// SPDX-License-Identifier: CEPL-1.0
//! OpenGL 3.3 compatibility backend on `glutin` + `glow`.
use anyhow::{anyhow, bail, Context, Result};
use cubic_render::{
    AssetCache, AssetManifest, PipelineId, RenderSettings, RenderSize, Renderer,
    StaticMeshInstance,
};
use glow::HasContext as _;
use raw_window_handle::{HasDisplayHandle, HasWindowHandle, RawWindowHandle};
use tracing::{info, warn};

use glutin::{
    config::ConfigTemplateBuilder,
    context::{
        ContextApi, ContextAttributesBuilder, GlProfile, NotCurrentContext,
        PossiblyCurrentContext, Version,
    },
    display::{Display, DisplayApiPreference},
    prelude::*,
    surface::{Surface, SurfaceAttributesBuilder, SwapInterval, WindowSurface},
};

use std::ffi::CString;
use std::num::NonZeroU32;
use std::path::PathBuf;
use std::rc::Rc;

mod asset_factory;
mod mesh;
mod pipeline;
mod texture;

use asset_factory::GlAssetFactory;
use mesh::GlMesh;
use pipeline::GlPipeline;
use texture::GlTexture;

const DEPTH_BITS: u8 = 24;

pub struct GlRenderer {
    // GL objects are deleted through `gl` while `context` is still current.
    assets: AssetCache<GlPipeline, GlMesh, GlTexture>,
    gl: Rc<glow::Context>,
    surface: Surface<WindowSurface>,
    context: PossiblyCurrentContext,

    asset_root: PathBuf,
    size: RenderSize,
    clear: [f32; 4],
    paused: bool,
    in_frame: bool,
}

/// Surfaces cannot be zero-sized; callers pause instead.
fn surface_extent(size: RenderSize) -> (NonZeroU32, NonZeroU32) {
    (
        NonZeroU32::new(size.width).unwrap_or(NonZeroU32::MIN),
        NonZeroU32::new(size.height).unwrap_or(NonZeroU32::MIN),
    )
}

impl GlRenderer {
    fn make_current(
        display: &Display,
        window_handle: RawWindowHandle,
        size: RenderSize,
    ) -> Result<(
        PossiblyCurrentContext,
        Surface<WindowSurface>,
        glow::Context,
    )> {
        let template = ConfigTemplateBuilder::new()
            .with_depth_size(DEPTH_BITS)
            .build();
        let mut configs = unsafe { display.find_configs(template) }.context("find_configs")?;
        let config = configs.next().ok_or_else(|| anyhow!("no GL configs"))?;
        let (w, h) = surface_extent(size);

        let sattrs = SurfaceAttributesBuilder::<WindowSurface>::new().build(window_handle, w, h);
        let surface = unsafe { display.create_window_surface(&config, &sattrs) }
            .context("create_window_surface")?;
        let ctx_attrs = ContextAttributesBuilder::new()
            .with_context_api(ContextApi::OpenGl(Some(Version::new(3, 3))))
            .with_profile(GlProfile::Core)
            .build(Some(window_handle));
        let not_current: NotCurrentContext =
            unsafe { display.create_context(&config, &ctx_attrs) }.context("create_context")?;

        let context = not_current.make_current(&surface).context("make_current")?;

        let gl = unsafe {
            glow::Context::from_loader_function(|s| match CString::new(s) {
                Ok(name) => display.get_proc_address(&name) as *const _,
                Err(_) => std::ptr::null(),
            })
        };

        if let Err(e) = surface.set_swap_interval(&context, SwapInterval::Wait(NonZeroU32::MIN)) {
            warn!("GL vsync unavailable: {e}");
        }

        Ok((context, surface, gl))
    }
}

impl Renderer for GlRenderer {
    fn new(
        window: &dyn HasWindowHandle,
        display_handle: &dyn HasDisplayHandle,
        size: RenderSize,
        settings: &RenderSettings,
    ) -> Result<Self> {
        let wh = window
            .window_handle()
            .map_err(|e| anyhow!("{e}"))?
            .as_raw();
        let dh = display_handle
            .display_handle()
            .map_err(|e| anyhow!("{e}"))?
            .as_raw();

        let display =
            unsafe { Display::new(dh, DisplayApiPreference::Egl) }.context("Display::new")?;

        let (context, surface, gl) = Self::make_current(&display, wh, size)?;

        unsafe {
            gl.enable(glow::DEPTH_TEST);
            gl.depth_func(glow::LESS);
            gl.enable(glow::CULL_FACE);
            gl.front_face(glow::CCW);
            gl.cull_face(glow::BACK);
            gl.enable(glow::BLEND);
            gl.blend_func_separate(
                glow::SRC_ALPHA,
                glow::ONE_MINUS_SRC_ALPHA,
                glow::ONE,
                glow::ZERO,
            );
        }

        let version = gl.version();
        info!(
            "OpenGL renderer ready ({}.{}, {}x{})",
            version.major, version.minor, size.width, size.height
        );

        Ok(Self {
            assets: AssetCache::new(),
            gl: Rc::new(gl),
            surface,
            context,
            asset_root: settings.asset_root.clone(),
            size,
            clear: settings.clear_color,
            paused: size.is_empty(),
            in_frame: false,
        })
    }

    fn load_asset_manifest(&mut self, manifest: &AssetManifest) -> Result<()> {
        let mut factory = GlAssetFactory {
            gl: &self.gl,
            asset_root: &self.asset_root,
        };
        self.assets.load_manifest(&mut factory, manifest)
    }

    fn render_begin(&mut self) -> Result<bool> {
        if self.paused {
            return Ok(false);
        }
        if self.in_frame {
            bail!("render_begin while a frame is open");
        }
        let [r, g, b, a] = self.clear;
        unsafe {
            self.gl
                .viewport(0, 0, self.size.width as i32, self.size.height as i32);
            self.gl.clear_color(r, g, b, a);
            self.gl
                .clear(glow::COLOR_BUFFER_BIT | glow::DEPTH_BUFFER_BIT);
        }
        self.in_frame = true;
        Ok(true)
    }

    fn render(&mut self, pipeline: PipelineId, instances: &[StaticMeshInstance]) -> Result<()> {
        if !self.in_frame {
            bail!("render called outside render_begin/render_end");
        }
        let (pipeline, lookup) = self.assets.pipeline_with_assets(pipeline)?;
        pipeline.render(&lookup, instances)
    }

    fn render_end(&mut self) -> Result<bool> {
        if !self.in_frame {
            bail!("render_end without render_begin");
        }
        self.in_frame = false;
        self.surface
            .swap_buffers(&self.context)
            .context("swap_buffers")?;
        Ok(true)
    }

    fn current_window_size(&self) -> RenderSize {
        self.size
    }

    fn on_window_resized(&mut self, size: RenderSize) -> Result<()> {
        if size.is_empty() {
            info!("Window minimised; rendering paused");
            self.paused = true;
            return Ok(());
        }
        self.paused = false;
        self.size = size;
        let (w, h) = surface_extent(size);
        self.surface.resize(&self.context, w, h);
        Ok(())
    }

    fn set_clear_color(&mut self, rgba: [f32; 4]) {
        self.clear = rgba;
    }
}

#[cfg(test)]
mod tests {
    use super::*;

    #[test]
    fn surface_extent_never_zero() {
        let (w, h) = surface_extent(RenderSize::new(0, 720));
        assert_eq!((w.get(), h.get()), (1, 720));
        let (w, h) = surface_extent(RenderSize::new(1280, 720));
        assert_eq!((w.get(), h.get()), (1280, 720));
    }
}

═══

### Goal of the exercise
Only the lines above from the one with "glow::Context::from_loader_function(|s| match CString::new(s)" up to and including the one with "Ok((context, surface, gl))" should be repeated, exactly as written.

### Written response
            glow::Context::from_loader_function(|s| match CString::new(s) {
                Ok(name) => display.get_proc_address(&name) as *const _,
                Err(_) => std::ptr::null(),
            })
        };

        if let Err(e) = surface.set_swap_interval(&context, SwapInterval::Wait(NonZeroU32::MIN)) {
            warn!("GL vsync unavailable: {e}");
        }

        Ok((context, surface, gl))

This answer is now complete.